[Material for this task Boundary: Start]
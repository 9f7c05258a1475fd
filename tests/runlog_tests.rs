// Integration tests for the durable run log
//
// A session appends events.jsonl during the run and seals the directory
// with transcript.json and run.json. Replaying the event log through a
// fresh assembler must reproduce the sealed transcript exactly, and a
// sealed log must refuse further writes.

use std::fs;
use std::path::PathBuf;

use anyhow::Result;
use chrono::Utc;
use scribe_live::runlog::{
    load_events, load_summary, load_transcript, replay_events, RunEvent, SessionRunLogger,
    StopReason,
};
use scribe_live::session::{RunStats, SessionConfig};
use scribe_live::transcript::{
    EventOrigin, TranscriptAssembler, TranscriptEvent, TranscriptSnapshot,
};
use scribe_live::SessionError;
use tempfile::TempDir;

fn test_config(runs_dir: PathBuf) -> SessionConfig {
    SessionConfig {
        session_id: "runlog-test".to_string(),
        runs_dir,
        ..Default::default()
    }
}

fn partial(id: u64, text: &str) -> TranscriptEvent {
    TranscriptEvent::Partial {
        segment_id: id,
        text: text.to_string(),
        received_at: Utc::now(),
    }
}

fn committed(id: u64, text: &str) -> TranscriptEvent {
    let now = Utc::now();
    TranscriptEvent::Committed {
        segment_id: id,
        text: text.to_string(),
        started_at: now,
        committed_at: now,
    }
}

#[test]
fn test_open_creates_run_directory_with_event_log() -> Result<()> {
    let temp_dir = TempDir::new()?;
    let started_at = Utc::now();

    let logger = SessionRunLogger::open(started_at, test_config(temp_dir.path().to_path_buf()))?;

    // Verify: run directory under runs_dir, named by the run id
    let run_dir = logger.run_dir().clone();
    assert!(run_dir.starts_with(temp_dir.path()));
    assert!(run_dir.is_dir(), "Run directory should exist");
    assert!(
        run_dir.ends_with(logger.run_id().as_str()),
        "Directory should be named after the run id"
    );

    assert!(run_dir.join("events.jsonl").exists(), "Event log should exist");
    assert!(!logger.is_sealed());

    Ok(())
}

#[test]
fn test_events_flush_on_count_cadence() -> Result<()> {
    let temp_dir = TempDir::new()?;
    let mut logger = SessionRunLogger::open(Utc::now(), test_config(temp_dir.path().to_path_buf()))?;
    let events_path = logger.run_dir().join("events.jsonl");

    // A handful of events stays staged: flushing is batched, not per event.
    for i in 0..3 {
        logger.record(Utc::now(), RunEvent::ChunkSent {
            sequence: i,
            bytes: 6400,
            duration_ms: 200,
        })?;
    }
    let early = fs::read_to_string(&events_path)?;
    assert!(
        early.lines().count() < 3,
        "Events should not hit disk one by one"
    );

    // Enough staged lines forces a flush mid-run.
    for i in 3..40 {
        logger.record(Utc::now(), RunEvent::ChunkSent {
            sequence: i,
            bytes: 6400,
            duration_ms: 200,
        })?;
    }
    let mid_run = fs::read_to_string(&events_path)?;
    assert!(
        mid_run.lines().count() >= 32,
        "Staged events should flush once the batch fills, got {} lines",
        mid_run.lines().count()
    );

    // Sealing flushes the remainder; every event plus the stop marker.
    logger.seal(
        Utc::now(),
        StopReason::Requested,
        TranscriptSnapshot::default(),
        RunStats::new(Utc::now()),
    )?;
    let sealed = fs::read_to_string(&events_path)?;
    assert_eq!(sealed.lines().count(), 41);

    Ok(())
}

#[test]
fn test_event_log_lines_are_ordered_tagged_json() -> Result<()> {
    let temp_dir = TempDir::new()?;
    let mut logger = SessionRunLogger::open(Utc::now(), test_config(temp_dir.path().to_path_buf()))?;

    logger.record(Utc::now(), RunEvent::SessionStarted {
        session_id: "runlog-test".to_string(),
    })?;
    logger.record(Utc::now(), RunEvent::SegmentOpened {
        segment_id: 0,
        origin: EventOrigin::Service,
    })?;
    logger.record(Utc::now(), RunEvent::ChunkDropped { sequence: 4 })?;
    logger.seal(
        Utc::now(),
        StopReason::Requested,
        TranscriptSnapshot::default(),
        RunStats::new(Utc::now()),
    )?;

    let raw = fs::read_to_string(logger.run_dir().join("events.jsonl"))?;
    let lines: Vec<&str> = raw.lines().collect();
    assert_eq!(lines.len(), 4);

    assert!(lines[0].contains("\"kind\":\"session_started\""));
    assert!(lines[1].contains("\"kind\":\"segment_opened\""));
    assert!(lines[2].contains("\"kind\":\"chunk_dropped\""));
    assert!(
        lines[3].contains("\"kind\":\"session_stopped\""),
        "Stop marker must be the final line"
    );

    // Sequence numbers reflect apply order.
    let events = load_events(logger.run_dir())?;
    let seqs: Vec<u64> = events.iter().map(|e| e.seq).collect();
    assert_eq!(seqs, vec![0, 1, 2, 3]);

    Ok(())
}

#[test]
fn test_seal_writes_transcript_and_summary() -> Result<()> {
    let temp_dir = TempDir::new()?;
    let started_at = Utc::now();
    let mut logger = SessionRunLogger::open(started_at, test_config(temp_dir.path().to_path_buf()))?;

    let mut assembler = TranscriptAssembler::new();
    assembler.open_segment(0, Utc::now());
    assembler.apply(&committed(0, "hello world"));

    let mut stats = RunStats::new(started_at);
    stats.segments_total = 1;
    stats.segments_committed = 1;

    logger.seal(Utc::now(), StopReason::Requested, assembler.snapshot(), stats)?;
    assert!(logger.is_sealed());

    // Verify: transcript.json holds the sealed snapshot
    let transcript = load_transcript(logger.run_dir())?;
    assert_eq!(transcript.segments.len(), 1);
    assert_eq!(transcript.display_text(), "hello world");

    // Verify: run.json carries the outcome
    let summary = load_summary(logger.run_dir())?;
    assert_eq!(summary.stop_reason, Some(StopReason::Requested));
    assert!(summary.sealed_at.is_some());
    assert_eq!(summary.stats.map(|s| s.segments_committed), Some(1));
    assert_eq!(summary.config.session_id, "runlog-test");

    Ok(())
}

#[test]
fn test_sealed_log_refuses_further_writes() -> Result<()> {
    let temp_dir = TempDir::new()?;
    let mut logger = SessionRunLogger::open(Utc::now(), test_config(temp_dir.path().to_path_buf()))?;

    logger.seal(
        Utc::now(),
        StopReason::Requested,
        TranscriptSnapshot::default(),
        RunStats::new(Utc::now()),
    )?;

    let record_err = logger
        .record(Utc::now(), RunEvent::ChunkDropped { sequence: 0 })
        .unwrap_err();
    assert!(
        matches!(record_err, SessionError::InvalidState(_)),
        "Recording into a sealed log must fail, got {record_err:?}"
    );

    let seal_err = logger
        .seal(
            Utc::now(),
            StopReason::Requested,
            TranscriptSnapshot::default(),
            RunStats::new(Utc::now()),
        )
        .unwrap_err();
    assert!(
        matches!(seal_err, SessionError::InvalidState(_)),
        "Sealing twice must fail, got {seal_err:?}"
    );

    Ok(())
}

#[test]
fn test_replay_reproduces_sealed_transcript() -> Result<()> {
    let temp_dir = TempDir::new()?;
    let mut logger = SessionRunLogger::open(Utc::now(), test_config(temp_dir.path().to_path_buf()))?;

    // Drive assembler and log in lockstep, the way the session does.
    let mut assembler = TranscriptAssembler::new();
    let drive = |logger: &mut SessionRunLogger,
                 assembler: &mut TranscriptAssembler,
                 event: TranscriptEvent|
     -> Result<()> {
        assembler.apply(&event);
        logger.record(Utc::now(), RunEvent::Transcript {
            event,
            origin: EventOrigin::Service,
        })?;
        Ok(())
    };

    let opened = Utc::now();
    assembler.open_segment(0, opened);
    logger.record(opened, RunEvent::SegmentOpened {
        segment_id: 0,
        origin: EventOrigin::Service,
    })?;
    drive(&mut logger, &mut assembler, partial(0, "first"))?;
    drive(&mut logger, &mut assembler, partial(0, "first thought"))?;
    drive(&mut logger, &mut assembler, committed(0, "first thought."))?;

    // A stale partial after the commit: discarded live, and the replay
    // must discard it the same way.
    drive(&mut logger, &mut assembler, partial(0, "too late"))?;

    let opened = Utc::now();
    assembler.open_segment(1, opened);
    logger.record(opened, RunEvent::SegmentOpened {
        segment_id: 1,
        origin: EventOrigin::Service,
    })?;
    drive(&mut logger, &mut assembler, partial(1, "second, unfinished"))?;

    logger.seal(
        Utc::now(),
        StopReason::Requested,
        assembler.snapshot(),
        RunStats::new(Utc::now()),
    )?;

    // Verify: replaying the log reproduces the sealed transcript exactly.
    let events = load_events(logger.run_dir())?;
    let replayed = replay_events(events.iter());
    let stored = load_transcript(logger.run_dir())?;

    assert_eq!(
        serde_json::to_value(&replayed)?,
        serde_json::to_value(&stored)?,
        "Replay must be deterministic"
    );
    assert_eq!(replayed.display_text(), "first thought. second, unfinished");
    assert_eq!(replayed.committed_count(), 1);

    Ok(())
}

#[test]
fn test_empty_run_replays_empty() -> Result<()> {
    let temp_dir = TempDir::new()?;
    let mut logger = SessionRunLogger::open(Utc::now(), test_config(temp_dir.path().to_path_buf()))?;

    logger.seal(
        Utc::now(),
        StopReason::Requested,
        TranscriptSnapshot::default(),
        RunStats::new(Utc::now()),
    )?;

    let events = load_events(logger.run_dir())?;
    assert_eq!(events.len(), 1, "Only the stop marker is logged");

    let replayed = replay_events(events.iter());
    assert!(replayed.is_empty());
    assert_eq!(replayed.display_text(), "");

    Ok(())
}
[Material for this task Boundary: End]
» Your task: Copy every line of the data above in which the string "jsonl" appears.

» Answer:
// A session appends events.jsonl during the run and seals the directory
    assert!(run_dir.join("events.jsonl").exists(), "Event log should exist");
    let events_path = logger.run_dir().join("events.jsonl");
    let raw = fs::read_to_string(logger.run_dir().join("events.jsonl"))?;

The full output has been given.